BEGIN

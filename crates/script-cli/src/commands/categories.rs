use script_core::catalog::Catalog;
use script_core::config::Config;

pub async fn list(config: &Config) -> anyhow::Result<()> {
    let catalog = Catalog::new(&config.scripts_dir);
    let categories = catalog.categories()?;
    if categories.is_empty() {
        println!("No categories in {}", config.scripts_dir.display());
        println!("Run `scriptdeck init` to create the default categories.");
        return Ok(());
    }
    for name in categories {
        let count = catalog.scripts(&name).map(|s| s.len()).unwrap_or(0);
        println!("{:<30} {:>3} script(s)", name, count);
    }
    Ok(())
}

/// Create the scripts directory and every configured category.
pub async fn init(config: &Config) -> anyhow::Result<()> {
    let report = Catalog::new(&config.scripts_dir).ensure_categories(&config.categories)?;
    println!("Scripts directory: {}", config.scripts_dir.display());
    if report.created.is_empty() {
        println!("All script directories already exist.");
    } else {
        println!(
            "Created {} missing directories: {}",
            report.created.len(),
            report.created.join(", ")
        );
    }
    Ok(())
}

pub async fn add(config: &Config, name: &str) -> anyhow::Result<()> {
    let dir = Catalog::new(&config.scripts_dir).add_category(name)?;
    println!("Created new category: {}", dir.display());
    Ok(())
}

END

> TASK BRIEF
The response should consist of all the entries, copied without any alteration.

> EXERCISE ANSWER
filename crates/script-cli/src/commands/categories.rs
use script_core::catalog::Catalog;
use script_core::config::Config;

pub async fn list(config: &Config) -> anyhow::Result<()> {
    let catalog = Catalog::new(&config.scripts_dir);
    let categories = catalog.categories()?;
    if categories.is_empty() {
        println!("No categories in {}", config.scripts_dir.display());
        println!("Run `scriptdeck init` to create the default categories.");
        return Ok(());
    }
    for name in categories {
        let count = catalog.scripts(&name).map(|s| s.len()).unwrap_or(0);
        println!("{:<30} {:>3} script(s)", name, count);
    }
    Ok(())
}

/// Create the scripts directory and every configured category.
pub async fn init(config: &Config) -> anyhow::Result<()> {
    let report = Catalog::new(&config.scripts_dir).ensure_categories(&config.categories)?;
    println!("Scripts directory: {}", config.scripts_dir.display());
    if report.created.is_empty() {
        println!("All script directories already exist.");
    } else {
        println!(
            "Created {} missing directories: {}",
            report.created.len(),
            report.created.join(", ")
        );
    }
    Ok(())
}

pub async fn add(config: &Config, name: &str) -> anyhow::Result<()> {
    let dir = Catalog::new(&config.scripts_dir).add_category(name)?;
    println!("Created new category: {}", dir.display());
    Ok(())
}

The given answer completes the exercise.